Spatial locations/descriptions of the structure and composition of the fire refugia and regeneration surrounding refugia include X,Y of each tree, a variety of forest inventory attributes such as diameters, heights, and species for each tree, and delineation of the fire refugia boundaries. This data has been measured several times: 1992, 1997, 2013, and 2019. The GPS coordinates were recorded with handheld GPs units most likely under canopy cover so resolution may vary.

These data sets are bounded by a 2.2 ha rectangle that confines the study area.

Hypotheses

The spatial pattern of western hemlock dwarf mistletoe in the study site will be several discrete clusters. This arrangement forms because WHDM spreads from an initial infection point outward. The initial infection serves as an approximate center point and the cluster, or infection center, grows outward from there. Separations between clusters are maintained by forest structure and composition or disturbances. New clusters form from remnant trees surviving disturbances, or random dispersal of seed long distances by animals. In this case, the fire refugia protect the remnant trees from disturbance and these trees are the new focal points for infection centers

The spatial pattern of the forest structure and composition will drive the direction and rate of spread of WHDM because variances in these two attributes will cause varying amounts of barriers to WHDM seed dispersal. Because seeds are shot from an infected tree, that seed needs to reach a new uninfected branch. This means physical barriers to spread can affect seed dispersal and non susceptible species will stop spread.

Approaches

I would like to utilize spatial analyses that allow me to understand how the clustering of WHDM is related to the boundaries of the fire refugia. Also, how the infection centers have changed over time utilizing forest structure and composition metrics of the regeneration surrounding the refugia.

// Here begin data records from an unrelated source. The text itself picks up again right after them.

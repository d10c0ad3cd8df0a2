//! Memory storage implementation using SQLite

use chrono::{DateTime, SecondsFormat, Utc};
use rusqlite::{Connection, OptionalExtension, Row, params};
use sha2::{Digest, Sha256};
use std::sync::{Mutex, MutexGuard};
use tracing::{debug, info};

use crate::memory::importance::{IMPORTANCE_THRESHOLD, importance_score};
use crate::memory::{ConversationRecord, ImportantMemory, MemoryStats, SearchHit, Topic};
use crate::{Error, Result};

/// SQLite-based conversation memory.
///
/// The connection sits behind a mutex so the store can be shared across
/// request handlers.
pub struct MemoryStore {
    conn: Mutex<Connection>,
}

impl MemoryStore {
    /// Open (or create) the memory database at `db_path`
    pub fn new(db_path: &str) -> Result<Self> {
        debug!("Opening memory database at: {}", db_path);
        if let Some(parent) = std::path::Path::new(db_path).parent() {
            if !parent.as_os_str().is_empty() {
                std::fs::create_dir_all(parent)?;
            }
        }
        let conn = Connection::open(db_path)?;
        let store = Self {
            conn: Mutex::new(conn),
        };
        store.init_tables()?;
        info!("Memory database initialized");
        Ok(store)
    }

    /// Create an in-memory store (useful for testing)
    pub fn in_memory() -> Result<Self> {
        let conn = Connection::open_in_memory()?;
        let store = Self {
            conn: Mutex::new(conn),
        };
        store.init_tables()?;
        Ok(store)
    }

    fn conn(&self) -> Result<MutexGuard<'_, Connection>> {
        self.conn
            .lock()
            .map_err(|_| Error::Other("memory database lock poisoned".to_string()))
    }

    fn init_tables(&self) -> Result<()> {
        let conn = self.conn()?;
        conn.execute_batch(
            "CREATE TABLE IF NOT EXISTS conversations (
                id INTEGER PRIMARY KEY AUTOINCREMENT,
                timestamp TEXT NOT NULL,
                user_message TEXT NOT NULL,
                assistant_response TEXT NOT NULL,
                backend TEXT,
                model TEXT,
                content_hash TEXT,
                metadata TEXT
            );

            CREATE TABLE IF NOT EXISTS topics (
                id INTEGER PRIMARY KEY AUTOINCREMENT,
                name TEXT UNIQUE NOT NULL,
                description TEXT,
                created_at TEXT,
                last_discussed TEXT
            );

            CREATE TABLE IF NOT EXISTS conversation_topics (
                conversation_id INTEGER,
                topic_id INTEGER,
                FOREIGN KEY (conversation_id) REFERENCES conversations (id),
                FOREIGN KEY (topic_id) REFERENCES topics (id)
            );

            CREATE TABLE IF NOT EXISTS important_memories (
                id INTEGER PRIMARY KEY AUTOINCREMENT,
                conversation_id INTEGER,
                importance_score REAL,
                note TEXT,
                created_at TEXT,
                FOREIGN KEY (conversation_id) REFERENCES conversations (id)
            );

            CREATE INDEX IF NOT EXISTS idx_conversations_timestamp ON conversations(timestamp);
            CREATE INDEX IF NOT EXISTS idx_important_conversation ON important_memories(conversation_id);",
        )?;
        Ok(())
    }

    /// Store an exchange and auto-mark it if the user message looks important.
    ///
    /// Returns the new conversation id.
    pub fn store_conversation(
        &self,
        user_message: &str,
        assistant_response: &str,
        backend: Option<&str>,
        model: Option<&str>,
        metadata: Option<&serde_json::Value>,
    ) -> Result<i64> {
        self.store_conversation_at(
            Utc::now(),
            user_message,
            assistant_response,
            backend,
            model,
            metadata,
        )
    }

    pub(crate) fn store_conversation_at(
        &self,
        at: DateTime<Utc>,
        user_message: &str,
        assistant_response: &str,
        backend: Option<&str>,
        model: Option<&str>,
        metadata: Option<&serde_json::Value>,
    ) -> Result<i64> {
        let content_hash = content_hash(user_message, assistant_response);
        let metadata_json = match metadata {
            Some(value) => serde_json::to_string(value)?,
            None => "{}".to_string(),
        };

        let conversation_id = {
            let conn = self.conn()?;
            conn.execute(
                "INSERT INTO conversations
                 (timestamp, user_message, assistant_response, backend, model, content_hash, metadata)
                 VALUES (?1, ?2, ?3, ?4, ?5, ?6, ?7)",
                params![
                    format_timestamp(at),
                    user_message,
                    assistant_response,
                    backend,
                    model,
                    content_hash,
                    metadata_json,
                ],
            )?;
            conn.last_insert_rowid()
        };

        debug!("Stored conversation {}", conversation_id);

        let score = importance_score(user_message);
        if score > IMPORTANCE_THRESHOLD {
            self.mark_important(conversation_id, score, None)?;
            debug!("Conversation {} auto-marked important ({})", conversation_id, score);
        }

        Ok(conversation_id)
    }

    /// Mark a conversation as important
    pub fn mark_important(&self, conversation_id: i64, importance: f64, note: Option<&str>) -> Result<()> {
        let conn = self.conn()?;

        let exists: bool = conn.query_row(
            "SELECT EXISTS(SELECT 1 FROM conversations WHERE id = ?1)",
            params![conversation_id],
            |row| row.get(0),
        )?;
        if !exists {
            return Err(Error::ConversationNotFound(conversation_id));
        }

        conn.execute(
            "INSERT INTO important_memories (conversation_id, importance_score, note, created_at)
             VALUES (?1, ?2, ?3, ?4)",
            params![conversation_id, importance, note, format_timestamp(Utc::now())],
        )?;
        Ok(())
    }

    /// Most recent `limit` conversations, oldest first
    pub fn get_recent_conversations(&self, limit: usize) -> Result<Vec<ConversationRecord>> {
        let conn = self.conn()?;
        let mut stmt = conn.prepare(
            "SELECT id, timestamp, user_message, assistant_response, backend, model
             FROM conversations
             ORDER BY timestamp DESC, id DESC
             LIMIT ?1",
        )?;

        let mut conversations = stmt
            .query_map(params![limit as i64], |row| {
                Ok(ConversationRecord {
                    id: row.get(0)?,
                    timestamp: row.get(1)?,
                    user_message: row.get(2)?,
                    assistant_response: row.get(3)?,
                    backend: row.get(4)?,
                    model: row.get(5)?,
                })
            })?
            .collect::<std::result::Result<Vec<_>, _>>()?;

        conversations.reverse();
        Ok(conversations)
    }

    /// Substring search over both sides of each exchange, most important first
    pub fn search_memories(&self, query: &str, limit: usize) -> Result<Vec<SearchHit>> {
        let conn = self.conn()?;
        let mut stmt = conn.prepare(
            "SELECT c.id, c.timestamp, c.user_message, c.assistant_response, im.importance_score
             FROM conversations c
             LEFT JOIN important_memories im ON c.id = im.conversation_id
             WHERE c.user_message LIKE ?1 OR c.assistant_response LIKE ?1
             ORDER BY im.importance_score DESC NULLS LAST, c.timestamp DESC
             LIMIT ?2",
        )?;

        let pattern = format!("%{}%", query);
        let hits = stmt
            .query_map(params![pattern, limit as i64], |row| {
                let importance: Option<f64> = row.get(4)?;
                Ok(SearchHit {
                    conversation_id: row.get(0)?,
                    timestamp: row.get(1)?,
                    user_message: row.get(2)?,
                    assistant_response: row.get(3)?,
                    importance: importance.unwrap_or(0.0),
                })
            })?
            .collect::<std::result::Result<Vec<_>, _>>()?;

        debug!("Found {} memories matching query: {}", hits.len(), query);
        Ok(hits)
    }

    /// All important memories, highest score first
    pub fn get_important_memories(&self) -> Result<Vec<ImportantMemory>> {
        let conn = self.conn()?;
        let mut stmt = conn.prepare(
            "SELECT c.id, c.timestamp, c.user_message, c.assistant_response,
                    im.importance_score, im.note
             FROM important_memories im
             JOIN conversations c ON im.conversation_id = c.id
             ORDER BY im.importance_score DESC, im.id ASC",
        )?;

        let memories = stmt
            .query_map([], |row| {
                Ok(ImportantMemory {
                    conversation_id: row.get(0)?,
                    timestamp: row.get(1)?,
                    user_message: row.get(2)?,
                    assistant_response: row.get(3)?,
                    importance: row.get::<_, Option<f64>>(4)?.unwrap_or(0.0),
                    note: row.get(5)?,
                })
            })?
            .collect::<std::result::Result<Vec<_>, _>>()?;

        Ok(memories)
    }

    /// Counts of conversations, important memories and distinct active days
    pub fn get_statistics(&self) -> Result<MemoryStats> {
        let conn = self.conn()?;
        let count = |sql: &str| -> Result<u64> {
            let n: i64 = conn.query_row(sql, [], |row| row.get(0))?;
            Ok(n as u64)
        };

        Ok(MemoryStats {
            total_conversations: count("SELECT COUNT(*) FROM conversations")?,
            important_memories: count("SELECT COUNT(*) FROM important_memories")?,
            days_active: count("SELECT COUNT(DISTINCT DATE(timestamp)) FROM conversations")?,
        })
    }

    /// Attach a conversation to a named topic, creating the topic on first use.
    ///
    /// Returns the topic id.
    pub fn link_topic(&self, conversation_id: i64, name: &str, description: Option<&str>) -> Result<i64> {
        let name = name.trim();
        if name.is_empty() {
            return Err(Error::Other("Topic name must not be empty".to_string()));
        }

        let mut conn = self.conn()?;
        let tx = conn.transaction()?;
        let now = format_timestamp(Utc::now());

        let exists: bool = tx.query_row(
            "SELECT EXISTS(SELECT 1 FROM conversations WHERE id = ?1)",
            params![conversation_id],
            |row| row.get(0),
        )?;
        if !exists {
            return Err(Error::ConversationNotFound(conversation_id));
        }

        tx.execute(
            "INSERT INTO topics (name, description, created_at, last_discussed)
             VALUES (?1, ?2, ?3, ?3)
             ON CONFLICT(name) DO UPDATE SET
                last_discussed = excluded.last_discussed,
                description = COALESCE(excluded.description, topics.description)",
            params![name, description, now],
        )?;

        let topic_id: i64 = tx.query_row(
            "SELECT id FROM topics WHERE name = ?1",
            params![name],
            |row| row.get(0),
        )?;

        let linked: Option<i64> = tx
            .query_row(
                "SELECT 1 FROM conversation_topics WHERE conversation_id = ?1 AND topic_id = ?2",
                params![conversation_id, topic_id],
                |row| row.get(0),
            )
            .optional()?;
        if linked.is_none() {
            tx.execute(
                "INSERT INTO conversation_topics (conversation_id, topic_id) VALUES (?1, ?2)",
                params![conversation_id, topic_id],
            )?;
        }

        tx.commit()?;
        Ok(topic_id)
    }

    /// All topics, most recently discussed first
    pub fn list_topics(&self) -> Result<Vec<Topic>> {
        let conn = self.conn()?;
        let mut stmt = conn.prepare(
            "SELECT t.id, t.name, t.description, t.created_at, t.last_discussed,
                    COUNT(ct.conversation_id)
             FROM topics t
             LEFT JOIN conversation_topics ct ON ct.topic_id = t.id
             GROUP BY t.id
             ORDER BY t.last_discussed DESC, t.id DESC",
        )?;

        let topics = stmt
            .query_map([], topic_from_row)?
            .collect::<std::result::Result<Vec<_>, _>>()?;
        Ok(topics)
    }
}

fn topic_from_row(row: &Row<'_>) -> rusqlite::Result<Topic> {
    let count: i64 = row.get(5)?;
    Ok(Topic {
        id: row.get(0)?,
        name: row.get(1)?,
        description: row.get(2)?,
        created_at: row.get::<_, Option<String>>(3)?.unwrap_or_default(),
        last_discussed: row.get(4)?,
        conversation_count: count as u64,
    })
}

/// Fixed-width UTC timestamp so text ordering matches time ordering
fn format_timestamp(at: DateTime<Utc>) -> String {
    at.to_rfc3339_opts(SecondsFormat::Micros, true)
}

/// Fingerprint of an exchange, kept for later deduplication or embedding lookups
fn content_hash(user_message: &str, assistant_response: &str) -> String {
    let mut hasher = Sha256::new();
    hasher.update(user_message.as_bytes());
    hasher.update(assistant_response.as_bytes());
    hex::encode(hasher.finalize())
}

Lastly, something that can incorporate a severity rating on a scale instead of simply presence/absence data and describe the distribution of severely infected trees vs lightly infected trees and how that relates to the fire refugia boundary and forest metrics of the regeneration surrounding the refugia.

Expected Outcome

I would like to produce statistical relationships that can determine the significance of forest density, species composition, age, and structure on the ability of WHDM to spread. Also, I would like to produce statistical relationships that can describe whether or not a fire refugia alters the way WHDM spreads and intensifies when compared to commonly observed models. Maps as visuals for describing the change over time would be a useful end product as well.

Significance

Understanding the spread patterns of WHDM is important for resource managers seeking to increase biodiversity and produce forest products. Focus has shifted to creating silvivultural prescriptions that emulate natural disturbances that are still economically viable and that maintain ecosystem functions. Disturbance events can control WHDM but also create opportunities to increase its spread and intensification so managers need to have an understanding of how a particular forest structure will affect WHDM. Also, if we want to maintain biodiversity, understanding how WHDM infection centers created by fire develop is important. Fire frequency and severity may be increasing in the future and the loss of mixed severity fire would mean a significant loss of WHDM. Land managers seeking to emulate burns can use this information to plan burns that preserve patches of WHDM if desired and understand how the pathogen will progress 25 years later. This is not usually the case for forest pathogens.

Level of Preparation

I have worked in ArcMap quite a bit, but I haven’t much experience with the wide range of functionality of ArcInfo. I used ModelBuilder somewhat to keep my queries and basic analyses organized. No experience programming in Python. I have taken two stats classes before this using R and feel I have a working knowledge and have no problem learning new tools in it. However, I have very little work with image processing such as working with rasters and some small exposure to LiDAR processing.